What you output should match the data below exactly.

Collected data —
========================================

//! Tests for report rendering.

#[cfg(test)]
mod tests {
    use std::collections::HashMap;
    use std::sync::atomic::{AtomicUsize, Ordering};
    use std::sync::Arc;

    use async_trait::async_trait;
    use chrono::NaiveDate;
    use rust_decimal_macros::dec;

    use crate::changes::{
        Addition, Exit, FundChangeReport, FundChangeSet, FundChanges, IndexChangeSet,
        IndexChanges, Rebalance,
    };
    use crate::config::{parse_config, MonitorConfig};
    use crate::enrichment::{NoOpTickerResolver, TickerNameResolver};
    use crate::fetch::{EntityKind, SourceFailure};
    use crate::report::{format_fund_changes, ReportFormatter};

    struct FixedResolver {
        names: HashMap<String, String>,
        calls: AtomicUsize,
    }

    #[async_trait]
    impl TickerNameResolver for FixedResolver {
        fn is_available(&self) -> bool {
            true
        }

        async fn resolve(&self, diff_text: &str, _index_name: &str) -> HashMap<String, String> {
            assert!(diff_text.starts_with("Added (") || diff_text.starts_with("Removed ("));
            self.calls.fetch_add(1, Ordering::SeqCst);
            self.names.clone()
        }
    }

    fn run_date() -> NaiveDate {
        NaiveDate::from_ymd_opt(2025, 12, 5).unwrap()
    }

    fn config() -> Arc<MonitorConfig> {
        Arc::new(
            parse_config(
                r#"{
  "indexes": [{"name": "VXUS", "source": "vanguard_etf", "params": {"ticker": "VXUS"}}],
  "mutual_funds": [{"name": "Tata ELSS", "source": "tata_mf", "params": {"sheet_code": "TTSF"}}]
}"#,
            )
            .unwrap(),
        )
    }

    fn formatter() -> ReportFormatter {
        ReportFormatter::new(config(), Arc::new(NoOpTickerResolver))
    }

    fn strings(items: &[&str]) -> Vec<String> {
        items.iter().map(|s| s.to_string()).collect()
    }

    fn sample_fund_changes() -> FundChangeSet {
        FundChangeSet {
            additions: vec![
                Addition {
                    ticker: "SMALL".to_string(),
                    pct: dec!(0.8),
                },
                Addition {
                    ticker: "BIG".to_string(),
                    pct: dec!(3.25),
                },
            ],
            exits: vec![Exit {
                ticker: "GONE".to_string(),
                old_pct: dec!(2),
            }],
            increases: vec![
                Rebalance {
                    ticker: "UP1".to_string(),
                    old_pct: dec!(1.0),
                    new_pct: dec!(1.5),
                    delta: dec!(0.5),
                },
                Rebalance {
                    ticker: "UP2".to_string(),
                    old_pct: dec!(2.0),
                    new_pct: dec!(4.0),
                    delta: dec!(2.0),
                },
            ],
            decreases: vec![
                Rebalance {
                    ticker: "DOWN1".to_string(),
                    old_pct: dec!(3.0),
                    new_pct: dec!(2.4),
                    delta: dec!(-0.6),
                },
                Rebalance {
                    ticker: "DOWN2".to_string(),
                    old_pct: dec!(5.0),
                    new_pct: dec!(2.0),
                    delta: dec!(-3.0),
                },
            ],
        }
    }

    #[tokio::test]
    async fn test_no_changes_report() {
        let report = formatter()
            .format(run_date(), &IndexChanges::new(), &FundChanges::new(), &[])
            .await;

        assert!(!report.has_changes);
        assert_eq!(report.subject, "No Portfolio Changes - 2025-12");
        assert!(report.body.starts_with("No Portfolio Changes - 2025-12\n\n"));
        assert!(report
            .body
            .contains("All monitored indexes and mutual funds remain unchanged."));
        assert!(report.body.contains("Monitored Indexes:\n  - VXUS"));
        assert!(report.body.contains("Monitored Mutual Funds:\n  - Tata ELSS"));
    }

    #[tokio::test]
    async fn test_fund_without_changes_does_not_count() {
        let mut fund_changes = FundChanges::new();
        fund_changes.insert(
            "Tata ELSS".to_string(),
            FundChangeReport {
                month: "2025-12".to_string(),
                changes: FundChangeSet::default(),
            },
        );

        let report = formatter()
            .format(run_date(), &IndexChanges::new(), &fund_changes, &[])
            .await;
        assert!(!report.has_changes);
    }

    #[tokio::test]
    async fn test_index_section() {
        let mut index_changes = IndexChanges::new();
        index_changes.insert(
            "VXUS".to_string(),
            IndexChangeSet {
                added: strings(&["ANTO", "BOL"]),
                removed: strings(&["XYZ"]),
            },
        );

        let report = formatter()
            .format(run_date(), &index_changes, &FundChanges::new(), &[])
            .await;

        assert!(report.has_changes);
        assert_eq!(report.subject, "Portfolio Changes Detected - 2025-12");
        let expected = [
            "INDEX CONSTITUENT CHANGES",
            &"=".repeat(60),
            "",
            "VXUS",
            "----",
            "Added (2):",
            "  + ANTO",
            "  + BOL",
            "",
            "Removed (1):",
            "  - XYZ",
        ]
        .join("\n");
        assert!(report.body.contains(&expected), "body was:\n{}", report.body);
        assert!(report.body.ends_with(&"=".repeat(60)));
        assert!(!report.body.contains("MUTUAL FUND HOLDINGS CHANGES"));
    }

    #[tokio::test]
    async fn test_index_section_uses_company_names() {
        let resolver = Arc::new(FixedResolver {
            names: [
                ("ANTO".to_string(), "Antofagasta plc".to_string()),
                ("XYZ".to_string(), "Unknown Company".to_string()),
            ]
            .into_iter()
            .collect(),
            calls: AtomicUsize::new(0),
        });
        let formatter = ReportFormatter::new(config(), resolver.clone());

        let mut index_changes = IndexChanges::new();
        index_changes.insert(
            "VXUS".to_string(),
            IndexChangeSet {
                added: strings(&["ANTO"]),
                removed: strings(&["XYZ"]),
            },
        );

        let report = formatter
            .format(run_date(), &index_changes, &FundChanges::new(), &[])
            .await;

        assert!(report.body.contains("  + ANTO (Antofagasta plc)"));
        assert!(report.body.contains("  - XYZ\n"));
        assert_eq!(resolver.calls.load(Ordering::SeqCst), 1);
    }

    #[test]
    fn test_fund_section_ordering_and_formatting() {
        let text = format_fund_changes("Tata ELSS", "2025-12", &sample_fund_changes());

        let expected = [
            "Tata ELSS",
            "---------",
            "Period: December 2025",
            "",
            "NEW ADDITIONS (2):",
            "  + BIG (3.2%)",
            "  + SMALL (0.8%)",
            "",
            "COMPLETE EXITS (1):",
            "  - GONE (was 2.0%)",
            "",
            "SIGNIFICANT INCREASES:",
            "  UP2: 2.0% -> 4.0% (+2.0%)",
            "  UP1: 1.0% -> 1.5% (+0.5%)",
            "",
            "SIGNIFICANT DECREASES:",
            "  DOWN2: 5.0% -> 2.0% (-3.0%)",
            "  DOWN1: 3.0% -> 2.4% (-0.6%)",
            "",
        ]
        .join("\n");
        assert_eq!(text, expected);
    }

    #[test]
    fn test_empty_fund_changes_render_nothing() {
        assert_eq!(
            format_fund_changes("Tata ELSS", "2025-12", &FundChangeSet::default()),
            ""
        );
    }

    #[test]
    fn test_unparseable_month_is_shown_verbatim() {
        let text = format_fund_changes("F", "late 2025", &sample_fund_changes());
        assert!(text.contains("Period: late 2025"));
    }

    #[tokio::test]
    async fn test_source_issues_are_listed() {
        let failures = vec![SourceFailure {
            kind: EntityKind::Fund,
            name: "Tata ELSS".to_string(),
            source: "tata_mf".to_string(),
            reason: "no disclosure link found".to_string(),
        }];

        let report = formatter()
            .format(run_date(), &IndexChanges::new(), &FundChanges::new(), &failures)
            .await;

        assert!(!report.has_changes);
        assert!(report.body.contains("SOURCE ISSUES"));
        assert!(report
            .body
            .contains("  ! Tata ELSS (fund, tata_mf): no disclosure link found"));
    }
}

========================================

Written response —
//! Tests for report rendering.

#[cfg(test)]
mod tests {
    use std::collections::HashMap;
    use std::sync::atomic::{AtomicUsize, Ordering};
    use std::sync::Arc;

    use async_trait::async_trait;
    use chrono::NaiveDate;
    use rust_decimal_macros::dec;

    use crate::changes::{
        Addition, Exit, FundChangeReport, FundChangeSet, FundChanges, IndexChangeSet,
        IndexChanges, Rebalance,
    };
    use crate::config::{parse_config, MonitorConfig};
    use crate::enrichment::{NoOpTickerResolver, TickerNameResolver};
    use crate::fetch::{EntityKind, SourceFailure};
    use crate::report::{format_fund_changes, ReportFormatter};

    struct FixedResolver {
        names: HashMap<String, String>,
        calls: AtomicUsize,
    }

    #[async_trait]
    impl TickerNameResolver for FixedResolver {
        fn is_available(&self) -> bool {
            true
        }

        async fn resolve(&self, diff_text: &str, _index_name: &str) -> HashMap<String, String> {
            assert!(diff_text.starts_with("Added (") || diff_text.starts_with("Removed ("));
            self.calls.fetch_add(1, Ordering::SeqCst);
            self.names.clone()
        }
    }

    fn run_date() -> NaiveDate {
        NaiveDate::from_ymd_opt(2025, 12, 5).unwrap()
    }

    fn config() -> Arc<MonitorConfig> {
        Arc::new(
            parse_config(
                r#"{
  "indexes": [{"name": "VXUS", "source": "vanguard_etf", "params": {"ticker": "VXUS"}}],
  "mutual_funds": [{"name": "Tata ELSS", "source": "tata_mf", "params": {"sheet_code": "TTSF"}}]
}"#,
            )
            .unwrap(),
        )
    }

    fn formatter() -> ReportFormatter {
        ReportFormatter::new(config(), Arc::new(NoOpTickerResolver))
    }

    fn strings(items: &[&str]) -> Vec<String> {
        items.iter().map(|s| s.to_string()).collect()
    }

    fn sample_fund_changes() -> FundChangeSet {
        FundChangeSet {
            additions: vec![
                Addition {
                    ticker: "SMALL".to_string(),
                    pct: dec!(0.8),
                },
                Addition {
                    ticker: "BIG".to_string(),
                    pct: dec!(3.25),
                },
            ],
            exits: vec![Exit {
                ticker: "GONE".to_string(),
                old_pct: dec!(2),
            }],
            increases: vec![
                Rebalance {
                    ticker: "UP1".to_string(),
                    old_pct: dec!(1.0),
                    new_pct: dec!(1.5),
                    delta: dec!(0.5),
                },
                Rebalance {
                    ticker: "UP2".to_string(),
                    old_pct: dec!(2.0),
                    new_pct: dec!(4.0),
                    delta: dec!(2.0),
                },
            ],
            decreases: vec![
                Rebalance {
                    ticker: "DOWN1".to_string(),
                    old_pct: dec!(3.0),
                    new_pct: dec!(2.4),
                    delta: dec!(-0.6),
                },
                Rebalance {
                    ticker: "DOWN2".to_string(),
                    old_pct: dec!(5.0),
                    new_pct: dec!(2.0),
                    delta: dec!(-3.0),
                },
            ],
        }
    }

    #[tokio::test]
    async fn test_no_changes_report() {
        let report = formatter()
            .format(run_date(), &IndexChanges::new(), &FundChanges::new(), &[])
            .await;

        assert!(!report.has_changes);
        assert_eq!(report.subject, "No Portfolio Changes - 2025-12");
        assert!(report.body.starts_with("No Portfolio Changes - 2025-12\n\n"));
        assert!(report
            .body
            .contains("All monitored indexes and mutual funds remain unchanged."));
        assert!(report.body.contains("Monitored Indexes:\n  - VXUS"));
        assert!(report.body.contains("Monitored Mutual Funds:\n  - Tata ELSS"));
    }

    #[tokio::test]
    async fn test_fund_without_changes_does_not_count() {
        let mut fund_changes = FundChanges::new();
        fund_changes.insert(
            "Tata ELSS".to_string(),
            FundChangeReport {
                month: "2025-12".to_string(),
                changes: FundChangeSet::default(),
            },
        );

        let report = formatter()
            .format(run_date(), &IndexChanges::new(), &fund_changes, &[])
            .await;
        assert!(!report.has_changes);
    }

    #[tokio::test]
    async fn test_index_section() {
        let mut index_changes = IndexChanges::new();
        index_changes.insert(
            "VXUS".to_string(),
            IndexChangeSet {
                added: strings(&["ANTO", "BOL"]),
                removed: strings(&["XYZ"]),
            },
        );

        let report = formatter()
            .format(run_date(), &index_changes, &FundChanges::new(), &[])
            .await;

        assert!(report.has_changes);
        assert_eq!(report.subject, "Portfolio Changes Detected - 2025-12");
        let expected = [
            "INDEX CONSTITUENT CHANGES",
            &"=".repeat(60),
            "",
            "VXUS",
            "----",
            "Added (2):",
            "  + ANTO",
            "  + BOL",
            "",
            "Removed (1):",
            "  - XYZ",
        ]
        .join("\n");
        assert!(report.body.contains(&expected), "body was:\n{}", report.body);
        assert!(report.body.ends_with(&"=".repeat(60)));
        assert!(!report.body.contains("MUTUAL FUND HOLDINGS CHANGES"));
    }

    #[tokio::test]
    async fn test_index_section_uses_company_names() {
        let resolver = Arc::new(FixedResolver {
            names: [
                ("ANTO".to_string(), "Antofagasta plc".to_string()),
                ("XYZ".to_string(), "Unknown Company".to_string()),
            ]
            .into_iter()
            .collect(),
            calls: AtomicUsize::new(0),
        });
        let formatter = ReportFormatter::new(config(), resolver.clone());

        let mut index_changes = IndexChanges::new();
        index_changes.insert(
            "VXUS".to_string(),
            IndexChangeSet {
                added: strings(&["ANTO"]),
                removed: strings(&["XYZ"]),
            },
        );

        let report = formatter
            .format(run_date(), &index_changes, &FundChanges::new(), &[])
            .await;

        assert!(report.body.contains("  + ANTO (Antofagasta plc)"));
        assert!(report.body.contains("  - XYZ\n"));
        assert_eq!(resolver.calls.load(Ordering::SeqCst), 1);
    }

    #[test]
    fn test_fund_section_ordering_and_formatting() {
        let text = format_fund_changes("Tata ELSS", "2025-12", &sample_fund_changes());

        let expected = [
            "Tata ELSS",
            "---------",
            "Period: December 2025",
            "",
            "NEW ADDITIONS (2):",
            "  + BIG (3.2%)",
            "  + SMALL (0.8%)",
            "",
            "COMPLETE EXITS (1):",
            "  - GONE (was 2.0%)",
            "",
            "SIGNIFICANT INCREASES:",
            "  UP2: 2.0% -> 4.0% (+2.0%)",
            "  UP1: 1.0% -> 1.5% (+0.5%)",
            "",
            "SIGNIFICANT DECREASES:",
            "  DOWN2: 5.0% -> 2.0% (-3.0%)",
            "  DOWN1: 3.0% -> 2.4% (-0.6%)",
            "",
        ]
        .join("\n");
        assert_eq!(text, expected);
    }

    #[test]
    fn test_empty_fund_changes_render_nothing() {
        assert_eq!(
            format_fund_changes("Tata ELSS", "2025-12", &FundChangeSet::default()),
            ""
        );
    }

    #[test]
    fn test_unparseable_month_is_shown_verbatim() {
        let text = format_fund_changes("F", "late 2025", &sample_fund_changes());
        assert!(text.contains("Period: late 2025"));
    }

    #[tokio::test]
    async fn test_source_issues_are_listed() {
        let failures = vec![SourceFailure {
            kind: EntityKind::Fund,
            name: "Tata ELSS".to_string(),
            source: "tata_mf".to_string(),
            reason: "no disclosure link found".to_string(),
        }];

        let report = formatter()
            .format(run_date(), &IndexChanges::new(), &FundChanges::new(), &failures)
            .await;

        assert!(!report.has_changes);
        assert!(report.body.contains("SOURCE ISSUES"));
        assert!(report
            .body
            .contains("  ! Tata ELSS (fund, tata_mf): no disclosure link found"));
    }
}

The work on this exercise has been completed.